Note The McMasterPandemic project is evolving
- All new development work is happening in the macpan2 repository.
- The McMasterPandemic repository is in maintenance mode to support current users.
- If you are a new user, thank you for your interest! Please start here at macpan2.
Compartmental epidemic models for forecasting and analysis of infectious disease pandemics: contributions from Ben Bolker, Jonathan Dushoff, David Earn, Weiguang Guan, Morgan Kain, Michael Li, Irena Papst, Steve Walker (in alphabetical order). Feedback is welcome at the issues list, or e-mail us.

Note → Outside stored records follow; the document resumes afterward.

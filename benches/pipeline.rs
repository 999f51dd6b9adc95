use criterion::{black_box, criterion_group, criterion_main, Criterion};

use row_etl::pipeline::{Pipeline, RowStream};
use row_etl::transform::{filter, rename};
use row_etl::types::{Row, Value};

fn order_rows(n: i64) -> Vec<Row> {
    (0..n)
        .map(|i| {
            Row::from_iter([
                ("order_id", Value::Utf8(format!("O{i}"))),
                ("customer", Value::Utf8(format!("C{}", i % 100))),
                ("total_price", Value::Float64((i % 500) as f64)),
            ])
        })
        .collect()
}

fn bench_filter_rename_run(c: &mut Criterion) {
    let rows = order_rows(10_000);

    c.bench_function("run_filter_rename_10k", |b| {
        b.iter(|| {
            let source = rows.clone();
            let mut pipeline = Pipeline::new(
                move || source.clone().into_iter().map(Ok),
                vec![
                    filter(|row| {
                        row.get("total_price")
                            .and_then(|v| v.as_f64())
                            .is_some_and(|p| p >= 20.0)
                    }),
                    rename([("order_id", "id"), ("total_price", "price")]),
                ],
                |rows: RowStream<'_>| {
                    let mut survivors = 0usize;
                    for item in rows {
                        item?;
                        survivors += 1;
                    }
                    black_box(survivors);
                    Ok(())
                },
            );
            pipeline.run().unwrap();
        })
    });
}

criterion_group!(benches, bench_filter_rename_run);
criterion_main!(benches);
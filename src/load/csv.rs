//! CSV row sink.

use std::io::Write;
use std::path::Path;

use crate::error::EtlResult;
use crate::pipeline::RowStream;

/// Consume a row stream and write it as headed CSV to `path`.
///
/// See [`write_csv_rows`] for the writing rules.
pub fn write_csv_rows_to_path(
    rows: RowStream<'_>,
    path: impl AsRef<Path>,
    columns: &[&str],
) -> EtlResult<()> {
    let mut wtr = csv::WriterBuilder::new().from_path(path)?;
    write_csv_rows(rows, &mut wtr, columns)
}

/// Consume a row stream and write it as headed CSV to an existing writer.
///
/// Rules:
///
/// - `columns` fixes both the header and the per-record field order.
/// - Each value is rendered with its `Display` form; a key missing from a
///   row (or holding `Null`) writes an empty field.
/// - Row keys outside `columns` are not written.
/// - The writer is flushed after the stream is exhausted.
pub fn write_csv_rows<W: Write>(
    rows: RowStream<'_>,
    wtr: &mut csv::Writer<W>,
    columns: &[&str],
) -> EtlResult<()> {
    wtr.write_record(columns)?;
    for item in rows {
        let row = item?;
        let record: Vec<String> = columns
            .iter()
            .map(|col| row.get(col).map(|v| v.to_string()).unwrap_or_default())
            .collect();
        wtr.write_record(&record)?;
    }
    wtr.flush()?;
    Ok(())
}
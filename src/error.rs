use thiserror::Error;

/// Convenience result type for pipeline and adapter operations.
pub type EtlResult<T> = Result<T, EtlError>;

/// Error type used across the pipeline runner and the CSV/NDJSON adapters.
///
/// The runner itself never constructs or handles errors: whatever error an
/// extractor, transformer, or loader produces is propagated out of
/// [`crate::pipeline::Pipeline::run`] untouched.
#[derive(Debug, Error)]
pub enum EtlError {
    /// Underlying I/O error (e.g. file not found, permission denied).
    #[error("io error: {0}")]
    Io(#[from] std::io::Error),

    /// CSV read/write error.
    #[error("csv error: {0}")]
    Csv(#[from] csv::Error),

    /// JSON serialization/deserialization error.
    #[error("json error: {0}")]
    Json(#[from] serde_json::Error),

    /// An input record could not be converted into a [`crate::types::Row`]
    /// (non-object NDJSON line, non-scalar field value, etc.).
    #[error("invalid record at row {row}: {message}")]
    InvalidRecord { row: usize, message: String },

    /// A user-supplied transformer signaled failure for a row.
    #[error("transform failed: {0}")]
    Transform(String),
}
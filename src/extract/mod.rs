//! Reference row sources (extractors).
//!
//! These are convenience collaborators built on top of the pipeline's
//! extractor contract: each function returns a lazy
//! `Iterator<Item = EtlResult<Row>>` suitable for wrapping in a
//! [`crate::pipeline::Extractor`] closure, e.g.
//! `move || csv_rows_from_path("orders.csv")`. The pipeline core does not
//! depend on them; any source satisfying the contract works just as well.
//!
//! - [`csv`]: headed delimited text, one row per record, untyped `Utf8` cells
//! - [`json`]: newline-delimited JSON objects

pub mod csv;
pub mod json;

pub use csv::{csv_rows_from_path, csv_rows_from_reader};
pub use json::{ndjson_rows_from_path, ndjson_rows_from_reader};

The repository contains an R package and various workflows/analyses. This repository is not on CRAN so you will need to either fork/clone the repository (from here) or install directly from GitHub. Either option will (may?) require you to first install two R packages that are also not on CRAN.
remotes::install_github("bbolker/bbmle")
remotes::install_github("johndharrison/semver")
Note that these commands depend on having the remotes package, which you can get from CRAN with the following command from an R prompt.
install.packages('remotes')
To install McMasterPandemic itself you follow the same formula.
remotes::install_github("mac-theobio/McMasterPandemic")
If this command fails it may be because your R installation is not set up to compile C++ code. Windows users should be able to get past this issue by installing Rtools.
The classic McMasterPandemic functionality described here does not depend on C++ code, and you can get access to this functionality by installing with this command.
remotes::install_github("mac-theobio/McMasterPandemic@v0.0.20.1")
Getting access to experimental features can sometimes be achieved with this command.
remotes::install_github("mac-theobio/McMasterPandemic@tmb-condense")
All use of this package is at your own risk. Quantitative forecasts are only as good as their parameter estimates.